- [What needs to be done]: Starting at the line that holds "filename crates/sentry-database/src/pool.rs" and stopping at the line that holds "process regardless of", restate the records below word for word, with both of those lines included.

- [Supplied data]:
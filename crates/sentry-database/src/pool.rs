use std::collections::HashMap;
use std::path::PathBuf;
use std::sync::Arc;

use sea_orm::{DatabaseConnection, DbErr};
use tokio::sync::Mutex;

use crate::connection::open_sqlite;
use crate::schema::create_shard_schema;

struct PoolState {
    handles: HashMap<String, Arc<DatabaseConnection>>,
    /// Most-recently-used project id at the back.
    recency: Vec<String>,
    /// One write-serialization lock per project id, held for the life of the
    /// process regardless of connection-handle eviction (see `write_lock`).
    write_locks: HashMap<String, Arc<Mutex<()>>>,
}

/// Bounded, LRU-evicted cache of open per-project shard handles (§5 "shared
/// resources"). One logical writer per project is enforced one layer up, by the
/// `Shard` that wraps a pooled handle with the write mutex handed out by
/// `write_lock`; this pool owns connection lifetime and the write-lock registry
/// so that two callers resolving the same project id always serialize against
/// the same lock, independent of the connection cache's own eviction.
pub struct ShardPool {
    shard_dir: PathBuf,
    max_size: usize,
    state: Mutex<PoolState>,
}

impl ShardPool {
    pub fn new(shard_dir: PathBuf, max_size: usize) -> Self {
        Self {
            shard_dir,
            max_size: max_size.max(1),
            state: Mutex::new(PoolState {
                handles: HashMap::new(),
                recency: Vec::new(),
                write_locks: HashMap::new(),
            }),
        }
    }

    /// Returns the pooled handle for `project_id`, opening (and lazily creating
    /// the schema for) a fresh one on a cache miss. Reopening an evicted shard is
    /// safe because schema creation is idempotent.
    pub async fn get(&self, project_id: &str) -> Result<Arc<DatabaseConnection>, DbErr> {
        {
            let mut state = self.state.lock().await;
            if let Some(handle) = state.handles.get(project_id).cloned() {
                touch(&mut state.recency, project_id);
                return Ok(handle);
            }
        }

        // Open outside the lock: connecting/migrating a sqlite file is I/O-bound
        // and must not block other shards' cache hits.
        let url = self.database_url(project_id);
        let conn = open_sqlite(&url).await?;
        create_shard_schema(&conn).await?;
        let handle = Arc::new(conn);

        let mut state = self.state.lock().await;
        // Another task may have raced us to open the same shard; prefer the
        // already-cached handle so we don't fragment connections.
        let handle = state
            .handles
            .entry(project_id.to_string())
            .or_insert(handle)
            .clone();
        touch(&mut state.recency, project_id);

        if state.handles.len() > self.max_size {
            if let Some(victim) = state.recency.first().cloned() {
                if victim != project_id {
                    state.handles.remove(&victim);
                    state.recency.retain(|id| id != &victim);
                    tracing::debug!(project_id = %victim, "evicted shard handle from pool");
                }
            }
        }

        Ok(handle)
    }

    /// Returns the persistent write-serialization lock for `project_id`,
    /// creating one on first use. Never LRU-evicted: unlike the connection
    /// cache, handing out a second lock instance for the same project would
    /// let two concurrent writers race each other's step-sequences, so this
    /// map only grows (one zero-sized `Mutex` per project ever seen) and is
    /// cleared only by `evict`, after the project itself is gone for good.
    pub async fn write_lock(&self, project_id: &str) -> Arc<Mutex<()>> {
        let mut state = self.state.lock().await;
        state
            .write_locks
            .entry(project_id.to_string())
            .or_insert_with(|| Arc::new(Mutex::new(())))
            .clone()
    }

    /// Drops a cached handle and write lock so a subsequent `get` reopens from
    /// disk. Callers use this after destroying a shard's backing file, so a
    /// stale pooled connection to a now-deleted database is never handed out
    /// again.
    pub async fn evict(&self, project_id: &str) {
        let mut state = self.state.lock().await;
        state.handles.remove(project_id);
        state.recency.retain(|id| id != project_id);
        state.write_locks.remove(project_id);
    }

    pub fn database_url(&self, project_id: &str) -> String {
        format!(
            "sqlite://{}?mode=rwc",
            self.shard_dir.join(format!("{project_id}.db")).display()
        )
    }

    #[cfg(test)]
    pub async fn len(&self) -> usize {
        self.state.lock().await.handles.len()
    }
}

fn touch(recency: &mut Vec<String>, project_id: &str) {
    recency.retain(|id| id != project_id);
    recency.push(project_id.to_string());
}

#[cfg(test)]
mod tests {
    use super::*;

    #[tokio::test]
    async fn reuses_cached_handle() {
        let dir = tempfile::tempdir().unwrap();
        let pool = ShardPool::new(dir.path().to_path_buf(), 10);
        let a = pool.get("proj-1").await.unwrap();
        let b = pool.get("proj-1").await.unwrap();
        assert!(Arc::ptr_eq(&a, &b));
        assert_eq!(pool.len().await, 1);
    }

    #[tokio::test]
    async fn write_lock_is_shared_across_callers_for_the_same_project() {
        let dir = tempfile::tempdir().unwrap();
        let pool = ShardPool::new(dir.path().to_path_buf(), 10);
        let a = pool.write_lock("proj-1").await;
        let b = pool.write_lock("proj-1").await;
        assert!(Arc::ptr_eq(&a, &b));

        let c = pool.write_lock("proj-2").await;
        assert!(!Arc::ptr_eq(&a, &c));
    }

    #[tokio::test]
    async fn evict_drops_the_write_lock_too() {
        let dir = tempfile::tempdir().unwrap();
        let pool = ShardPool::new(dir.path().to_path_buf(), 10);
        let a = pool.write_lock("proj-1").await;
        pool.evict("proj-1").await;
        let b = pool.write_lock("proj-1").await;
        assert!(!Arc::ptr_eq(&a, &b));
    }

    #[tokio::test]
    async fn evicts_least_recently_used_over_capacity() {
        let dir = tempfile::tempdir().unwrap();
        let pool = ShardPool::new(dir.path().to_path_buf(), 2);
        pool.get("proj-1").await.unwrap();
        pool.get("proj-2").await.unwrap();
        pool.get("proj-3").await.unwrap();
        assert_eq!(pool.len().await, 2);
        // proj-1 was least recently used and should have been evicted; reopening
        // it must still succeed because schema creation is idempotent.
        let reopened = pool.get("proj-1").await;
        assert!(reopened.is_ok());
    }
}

...

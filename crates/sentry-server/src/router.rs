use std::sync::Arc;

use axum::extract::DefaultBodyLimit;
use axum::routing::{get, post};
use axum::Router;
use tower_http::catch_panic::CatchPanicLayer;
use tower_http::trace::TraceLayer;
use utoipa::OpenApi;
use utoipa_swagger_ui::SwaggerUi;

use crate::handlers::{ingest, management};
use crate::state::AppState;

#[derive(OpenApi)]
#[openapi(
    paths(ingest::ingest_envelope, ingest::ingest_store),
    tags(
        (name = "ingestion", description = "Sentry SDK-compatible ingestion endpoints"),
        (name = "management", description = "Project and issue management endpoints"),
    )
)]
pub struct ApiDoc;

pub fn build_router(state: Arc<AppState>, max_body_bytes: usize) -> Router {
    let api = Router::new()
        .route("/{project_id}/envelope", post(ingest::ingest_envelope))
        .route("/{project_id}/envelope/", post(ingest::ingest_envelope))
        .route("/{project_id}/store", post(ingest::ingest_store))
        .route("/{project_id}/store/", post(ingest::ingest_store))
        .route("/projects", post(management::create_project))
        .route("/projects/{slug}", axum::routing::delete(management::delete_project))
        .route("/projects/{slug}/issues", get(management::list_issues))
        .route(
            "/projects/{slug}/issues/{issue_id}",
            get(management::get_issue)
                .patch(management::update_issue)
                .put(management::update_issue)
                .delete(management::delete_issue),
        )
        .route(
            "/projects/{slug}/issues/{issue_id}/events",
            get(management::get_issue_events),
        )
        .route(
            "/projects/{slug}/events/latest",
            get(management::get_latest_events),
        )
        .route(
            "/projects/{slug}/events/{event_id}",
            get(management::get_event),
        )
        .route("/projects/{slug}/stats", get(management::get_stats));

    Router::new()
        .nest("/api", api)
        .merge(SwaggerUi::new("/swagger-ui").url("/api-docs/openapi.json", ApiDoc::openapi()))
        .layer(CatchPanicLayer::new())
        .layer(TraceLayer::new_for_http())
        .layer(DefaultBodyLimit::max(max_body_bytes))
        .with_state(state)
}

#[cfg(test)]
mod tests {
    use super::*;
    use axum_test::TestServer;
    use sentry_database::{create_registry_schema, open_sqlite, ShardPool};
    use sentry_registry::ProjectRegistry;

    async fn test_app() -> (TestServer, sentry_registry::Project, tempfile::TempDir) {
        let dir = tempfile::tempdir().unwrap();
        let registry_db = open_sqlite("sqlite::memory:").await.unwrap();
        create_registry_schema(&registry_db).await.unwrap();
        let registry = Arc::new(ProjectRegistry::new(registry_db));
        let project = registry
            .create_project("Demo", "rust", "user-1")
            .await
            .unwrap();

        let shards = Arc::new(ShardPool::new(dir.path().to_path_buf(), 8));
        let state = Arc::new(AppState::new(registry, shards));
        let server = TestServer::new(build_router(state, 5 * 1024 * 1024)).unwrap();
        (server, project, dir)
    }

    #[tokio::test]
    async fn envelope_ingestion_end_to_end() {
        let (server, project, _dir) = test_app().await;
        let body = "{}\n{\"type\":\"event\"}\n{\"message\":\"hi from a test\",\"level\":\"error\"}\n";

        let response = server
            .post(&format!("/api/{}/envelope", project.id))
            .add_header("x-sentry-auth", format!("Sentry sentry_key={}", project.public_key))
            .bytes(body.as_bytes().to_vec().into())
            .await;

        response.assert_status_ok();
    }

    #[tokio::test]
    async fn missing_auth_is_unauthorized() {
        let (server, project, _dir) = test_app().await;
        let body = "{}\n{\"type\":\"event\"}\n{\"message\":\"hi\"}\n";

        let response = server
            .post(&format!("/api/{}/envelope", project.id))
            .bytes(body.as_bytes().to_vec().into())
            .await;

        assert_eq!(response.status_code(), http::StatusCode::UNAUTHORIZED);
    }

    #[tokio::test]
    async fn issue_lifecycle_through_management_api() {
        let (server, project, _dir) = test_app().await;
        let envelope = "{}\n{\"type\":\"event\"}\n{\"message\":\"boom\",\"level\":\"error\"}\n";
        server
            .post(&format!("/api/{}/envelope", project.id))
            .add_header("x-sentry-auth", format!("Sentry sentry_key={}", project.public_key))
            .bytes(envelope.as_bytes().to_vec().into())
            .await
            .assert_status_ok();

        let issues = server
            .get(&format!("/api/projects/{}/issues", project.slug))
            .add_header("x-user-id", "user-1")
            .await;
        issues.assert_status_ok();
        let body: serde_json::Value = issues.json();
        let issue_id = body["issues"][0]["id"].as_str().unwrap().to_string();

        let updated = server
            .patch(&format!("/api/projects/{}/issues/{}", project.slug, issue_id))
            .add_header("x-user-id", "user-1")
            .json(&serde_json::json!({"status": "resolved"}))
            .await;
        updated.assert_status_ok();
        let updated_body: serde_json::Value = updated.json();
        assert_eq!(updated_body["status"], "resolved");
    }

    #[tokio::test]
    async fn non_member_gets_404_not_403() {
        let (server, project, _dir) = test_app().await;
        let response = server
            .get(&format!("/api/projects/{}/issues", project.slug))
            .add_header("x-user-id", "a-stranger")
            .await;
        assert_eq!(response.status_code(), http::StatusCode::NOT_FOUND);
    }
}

* * *

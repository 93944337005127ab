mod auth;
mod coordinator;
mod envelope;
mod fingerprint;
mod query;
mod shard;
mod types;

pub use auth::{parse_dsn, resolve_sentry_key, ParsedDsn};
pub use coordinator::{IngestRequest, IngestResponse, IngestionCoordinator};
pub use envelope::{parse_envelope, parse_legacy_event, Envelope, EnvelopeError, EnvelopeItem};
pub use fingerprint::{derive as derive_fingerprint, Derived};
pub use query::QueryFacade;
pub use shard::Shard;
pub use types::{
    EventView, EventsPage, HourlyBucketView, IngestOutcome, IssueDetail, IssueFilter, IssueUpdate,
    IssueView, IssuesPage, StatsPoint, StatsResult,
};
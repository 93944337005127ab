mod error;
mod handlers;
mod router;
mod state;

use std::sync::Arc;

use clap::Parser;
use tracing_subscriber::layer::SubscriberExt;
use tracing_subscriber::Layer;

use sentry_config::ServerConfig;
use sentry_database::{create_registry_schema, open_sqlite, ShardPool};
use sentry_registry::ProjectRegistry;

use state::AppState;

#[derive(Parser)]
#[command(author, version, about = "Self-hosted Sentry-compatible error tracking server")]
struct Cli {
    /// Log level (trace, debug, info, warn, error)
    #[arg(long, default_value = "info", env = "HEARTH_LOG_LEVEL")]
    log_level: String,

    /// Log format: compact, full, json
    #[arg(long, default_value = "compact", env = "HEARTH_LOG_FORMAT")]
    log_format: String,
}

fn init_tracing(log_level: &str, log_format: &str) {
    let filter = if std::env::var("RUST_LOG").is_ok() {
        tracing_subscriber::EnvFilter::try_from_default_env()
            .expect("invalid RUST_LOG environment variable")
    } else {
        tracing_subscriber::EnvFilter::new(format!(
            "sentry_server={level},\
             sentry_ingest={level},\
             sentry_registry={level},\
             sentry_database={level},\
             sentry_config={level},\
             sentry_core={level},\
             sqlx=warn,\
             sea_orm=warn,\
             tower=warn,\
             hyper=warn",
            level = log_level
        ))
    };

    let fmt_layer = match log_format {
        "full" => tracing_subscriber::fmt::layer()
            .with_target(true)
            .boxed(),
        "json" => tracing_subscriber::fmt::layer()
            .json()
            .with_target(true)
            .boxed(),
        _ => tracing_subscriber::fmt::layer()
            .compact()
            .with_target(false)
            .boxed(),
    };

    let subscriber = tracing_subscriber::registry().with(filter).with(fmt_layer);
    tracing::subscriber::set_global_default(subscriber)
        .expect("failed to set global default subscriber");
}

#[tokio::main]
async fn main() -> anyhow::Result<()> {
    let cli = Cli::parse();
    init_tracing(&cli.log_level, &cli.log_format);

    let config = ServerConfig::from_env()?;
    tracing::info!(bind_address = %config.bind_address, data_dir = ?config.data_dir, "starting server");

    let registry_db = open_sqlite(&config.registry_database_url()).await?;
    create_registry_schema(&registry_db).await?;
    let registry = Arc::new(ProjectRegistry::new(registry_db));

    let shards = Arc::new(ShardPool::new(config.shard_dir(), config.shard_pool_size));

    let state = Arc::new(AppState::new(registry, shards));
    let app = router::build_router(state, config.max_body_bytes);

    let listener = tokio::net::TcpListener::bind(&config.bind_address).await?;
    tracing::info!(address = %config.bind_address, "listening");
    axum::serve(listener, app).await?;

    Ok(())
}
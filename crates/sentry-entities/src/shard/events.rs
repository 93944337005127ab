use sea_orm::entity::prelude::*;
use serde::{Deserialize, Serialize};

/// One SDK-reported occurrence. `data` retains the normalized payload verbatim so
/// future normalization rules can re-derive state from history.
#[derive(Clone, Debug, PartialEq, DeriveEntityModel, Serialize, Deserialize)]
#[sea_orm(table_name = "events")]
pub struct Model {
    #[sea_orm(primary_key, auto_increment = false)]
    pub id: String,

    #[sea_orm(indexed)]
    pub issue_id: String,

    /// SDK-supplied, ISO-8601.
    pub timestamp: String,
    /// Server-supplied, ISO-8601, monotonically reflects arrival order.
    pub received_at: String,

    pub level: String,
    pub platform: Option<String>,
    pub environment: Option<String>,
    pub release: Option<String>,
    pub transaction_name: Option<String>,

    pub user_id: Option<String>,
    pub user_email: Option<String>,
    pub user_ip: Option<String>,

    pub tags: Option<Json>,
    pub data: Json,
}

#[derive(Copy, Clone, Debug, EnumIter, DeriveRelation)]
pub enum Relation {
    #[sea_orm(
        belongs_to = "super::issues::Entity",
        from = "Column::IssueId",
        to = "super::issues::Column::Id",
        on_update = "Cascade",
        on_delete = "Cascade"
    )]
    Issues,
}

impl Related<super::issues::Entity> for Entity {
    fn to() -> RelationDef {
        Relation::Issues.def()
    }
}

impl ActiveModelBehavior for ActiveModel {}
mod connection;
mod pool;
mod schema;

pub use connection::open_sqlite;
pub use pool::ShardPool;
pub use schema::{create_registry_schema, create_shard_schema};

- [Solution]:
filename crates/sentry-database/src/pool.rs
use std::collections::HashMap;
use std::path::PathBuf;
use std::sync::Arc;

use sea_orm::{DatabaseConnection, DbErr};
use tokio::sync::Mutex;

use crate::connection::open_sqlite;
use crate::schema::create_shard_schema;

struct PoolState {
    handles: HashMap<String, Arc<DatabaseConnection>>,
    /// Most-recently-used project id at the back.
    recency: Vec<String>,
    /// One write-serialization lock per project id, held for the life of the
    /// process regardless of connection-handle eviction (see `write_lock`).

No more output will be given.